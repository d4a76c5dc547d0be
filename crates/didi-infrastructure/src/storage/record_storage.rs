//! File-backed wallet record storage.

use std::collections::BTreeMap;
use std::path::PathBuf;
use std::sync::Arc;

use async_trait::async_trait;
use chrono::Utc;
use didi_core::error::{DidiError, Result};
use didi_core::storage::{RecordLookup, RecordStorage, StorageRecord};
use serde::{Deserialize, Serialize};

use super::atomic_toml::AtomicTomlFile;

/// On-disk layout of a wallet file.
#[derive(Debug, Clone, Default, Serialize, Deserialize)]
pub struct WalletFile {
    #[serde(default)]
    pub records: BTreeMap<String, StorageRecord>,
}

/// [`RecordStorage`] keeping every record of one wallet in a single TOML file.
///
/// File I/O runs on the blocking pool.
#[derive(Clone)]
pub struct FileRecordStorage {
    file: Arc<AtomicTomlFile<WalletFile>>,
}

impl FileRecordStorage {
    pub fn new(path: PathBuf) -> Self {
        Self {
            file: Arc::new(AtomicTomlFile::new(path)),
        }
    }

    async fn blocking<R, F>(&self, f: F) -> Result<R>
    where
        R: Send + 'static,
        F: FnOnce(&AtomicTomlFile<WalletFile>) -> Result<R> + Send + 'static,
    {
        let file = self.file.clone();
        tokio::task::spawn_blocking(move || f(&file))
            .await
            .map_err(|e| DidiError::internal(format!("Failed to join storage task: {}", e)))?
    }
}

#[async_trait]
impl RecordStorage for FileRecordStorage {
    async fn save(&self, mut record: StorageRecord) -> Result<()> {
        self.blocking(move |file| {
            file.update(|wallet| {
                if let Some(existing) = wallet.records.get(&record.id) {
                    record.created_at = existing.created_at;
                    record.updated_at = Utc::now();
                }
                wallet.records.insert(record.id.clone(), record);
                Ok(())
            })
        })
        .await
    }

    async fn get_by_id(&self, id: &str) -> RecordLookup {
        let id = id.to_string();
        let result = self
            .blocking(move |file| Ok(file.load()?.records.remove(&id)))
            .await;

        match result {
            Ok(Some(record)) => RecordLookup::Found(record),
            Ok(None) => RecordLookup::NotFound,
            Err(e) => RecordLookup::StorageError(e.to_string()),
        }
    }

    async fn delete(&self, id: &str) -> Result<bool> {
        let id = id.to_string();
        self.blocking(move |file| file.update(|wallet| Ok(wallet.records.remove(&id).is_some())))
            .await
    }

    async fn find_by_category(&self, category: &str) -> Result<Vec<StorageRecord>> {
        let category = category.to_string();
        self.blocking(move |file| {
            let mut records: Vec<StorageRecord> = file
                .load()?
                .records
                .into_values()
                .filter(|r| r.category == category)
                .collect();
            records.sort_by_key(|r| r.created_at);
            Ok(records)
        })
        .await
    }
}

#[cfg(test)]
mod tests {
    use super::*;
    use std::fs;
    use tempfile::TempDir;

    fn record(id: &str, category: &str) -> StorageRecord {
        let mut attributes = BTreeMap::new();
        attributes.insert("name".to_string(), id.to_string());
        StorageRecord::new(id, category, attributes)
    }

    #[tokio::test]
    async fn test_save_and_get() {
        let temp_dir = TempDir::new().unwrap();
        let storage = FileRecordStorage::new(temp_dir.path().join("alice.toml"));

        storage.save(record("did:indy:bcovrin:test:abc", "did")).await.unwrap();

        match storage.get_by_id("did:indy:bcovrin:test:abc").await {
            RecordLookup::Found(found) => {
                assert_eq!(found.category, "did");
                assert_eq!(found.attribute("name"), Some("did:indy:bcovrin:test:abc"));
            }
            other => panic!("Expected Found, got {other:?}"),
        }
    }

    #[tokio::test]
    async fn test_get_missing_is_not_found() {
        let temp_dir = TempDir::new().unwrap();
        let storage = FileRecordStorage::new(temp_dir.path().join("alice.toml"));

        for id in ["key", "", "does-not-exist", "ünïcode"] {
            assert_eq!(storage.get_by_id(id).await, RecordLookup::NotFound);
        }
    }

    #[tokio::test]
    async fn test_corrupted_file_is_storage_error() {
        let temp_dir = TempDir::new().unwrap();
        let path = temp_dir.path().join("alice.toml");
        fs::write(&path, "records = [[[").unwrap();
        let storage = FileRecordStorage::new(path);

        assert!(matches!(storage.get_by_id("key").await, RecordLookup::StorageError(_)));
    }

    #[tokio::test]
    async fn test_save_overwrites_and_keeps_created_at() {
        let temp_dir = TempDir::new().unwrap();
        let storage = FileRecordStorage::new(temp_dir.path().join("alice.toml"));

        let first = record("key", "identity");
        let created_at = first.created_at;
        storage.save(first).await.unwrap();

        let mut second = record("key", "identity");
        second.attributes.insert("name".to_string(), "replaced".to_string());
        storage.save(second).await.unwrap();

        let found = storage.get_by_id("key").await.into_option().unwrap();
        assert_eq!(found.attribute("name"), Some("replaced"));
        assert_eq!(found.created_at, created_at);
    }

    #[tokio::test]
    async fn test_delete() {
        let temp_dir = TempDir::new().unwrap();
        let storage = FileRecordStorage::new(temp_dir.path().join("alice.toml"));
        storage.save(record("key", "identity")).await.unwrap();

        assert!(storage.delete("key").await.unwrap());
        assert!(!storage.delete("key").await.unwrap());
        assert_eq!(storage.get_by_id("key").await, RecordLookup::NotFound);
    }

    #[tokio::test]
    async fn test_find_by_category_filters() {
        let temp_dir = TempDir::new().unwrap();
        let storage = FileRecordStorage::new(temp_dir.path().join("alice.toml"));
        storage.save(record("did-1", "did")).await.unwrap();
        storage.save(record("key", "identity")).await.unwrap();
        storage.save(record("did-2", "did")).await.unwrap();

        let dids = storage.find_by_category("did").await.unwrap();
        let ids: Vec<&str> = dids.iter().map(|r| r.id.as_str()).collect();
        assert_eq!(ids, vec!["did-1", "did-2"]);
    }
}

--------------------------------

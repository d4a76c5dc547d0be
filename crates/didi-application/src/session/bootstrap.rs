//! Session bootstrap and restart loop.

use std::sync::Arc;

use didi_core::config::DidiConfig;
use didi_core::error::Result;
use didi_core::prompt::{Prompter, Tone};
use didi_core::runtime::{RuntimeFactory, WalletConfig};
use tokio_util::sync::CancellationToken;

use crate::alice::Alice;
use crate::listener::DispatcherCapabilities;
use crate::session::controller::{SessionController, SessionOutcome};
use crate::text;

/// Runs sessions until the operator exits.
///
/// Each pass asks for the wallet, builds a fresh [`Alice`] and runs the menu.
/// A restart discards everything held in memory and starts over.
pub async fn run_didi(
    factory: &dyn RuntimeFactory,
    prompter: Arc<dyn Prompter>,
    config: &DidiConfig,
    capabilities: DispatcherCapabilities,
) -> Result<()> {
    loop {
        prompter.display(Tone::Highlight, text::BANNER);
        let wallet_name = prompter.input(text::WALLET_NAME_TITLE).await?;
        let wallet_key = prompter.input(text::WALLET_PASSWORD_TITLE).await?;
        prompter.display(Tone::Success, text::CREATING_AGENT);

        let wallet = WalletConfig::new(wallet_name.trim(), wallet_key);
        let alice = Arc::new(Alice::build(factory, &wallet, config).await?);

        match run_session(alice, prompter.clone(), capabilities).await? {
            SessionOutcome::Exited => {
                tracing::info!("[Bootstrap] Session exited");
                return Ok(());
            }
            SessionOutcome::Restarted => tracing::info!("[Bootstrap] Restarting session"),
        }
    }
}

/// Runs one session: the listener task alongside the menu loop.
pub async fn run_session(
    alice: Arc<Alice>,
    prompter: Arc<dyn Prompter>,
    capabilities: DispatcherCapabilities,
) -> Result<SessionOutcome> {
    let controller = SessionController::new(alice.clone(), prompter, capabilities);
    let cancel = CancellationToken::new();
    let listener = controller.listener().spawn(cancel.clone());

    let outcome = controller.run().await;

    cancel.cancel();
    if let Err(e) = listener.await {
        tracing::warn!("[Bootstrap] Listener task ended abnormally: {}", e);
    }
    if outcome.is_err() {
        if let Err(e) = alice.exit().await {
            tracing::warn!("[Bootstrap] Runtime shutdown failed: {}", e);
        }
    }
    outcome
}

--------------------------------

Within the listing above, extract exactly the lines from the line with "use didi_core::config::DidiConfig;" to the line with "let wallet = WalletConfig::new(wallet_name.trim(), wallet_key);", the two named lines included, and no others.

use didi_core::config::DidiConfig;
use didi_core::error::Result;
use didi_core::prompt::{Prompter, Tone};
use didi_core::runtime::{RuntimeFactory, WalletConfig};
use tokio_util::sync::CancellationToken;

use crate::alice::Alice;
use crate::listener::DispatcherCapabilities;
use crate::session::controller::{SessionController, SessionOutcome};
use crate::text;

/// Runs sessions until the operator exits.
///
/// Each pass asks for the wallet, builds a fresh [`Alice`] and runs the menu.
/// A restart discards everything held in memory and starts over.
pub async fn run_didi(
    factory: &dyn RuntimeFactory,
    prompter: Arc<dyn Prompter>,
    config: &DidiConfig,
    capabilities: DispatcherCapabilities,
) -> Result<()> {
    loop {
        prompter.display(Tone::Highlight, text::BANNER);
        let wallet_name = prompter.input(text::WALLET_NAME_TITLE).await?;
        let wallet_key = prompter.input(text::WALLET_PASSWORD_TITLE).await?;
        prompter.display(Tone::Success, text::CREATING_AGENT);

        let wallet = WalletConfig::new(wallet_name.trim(), wallet_key);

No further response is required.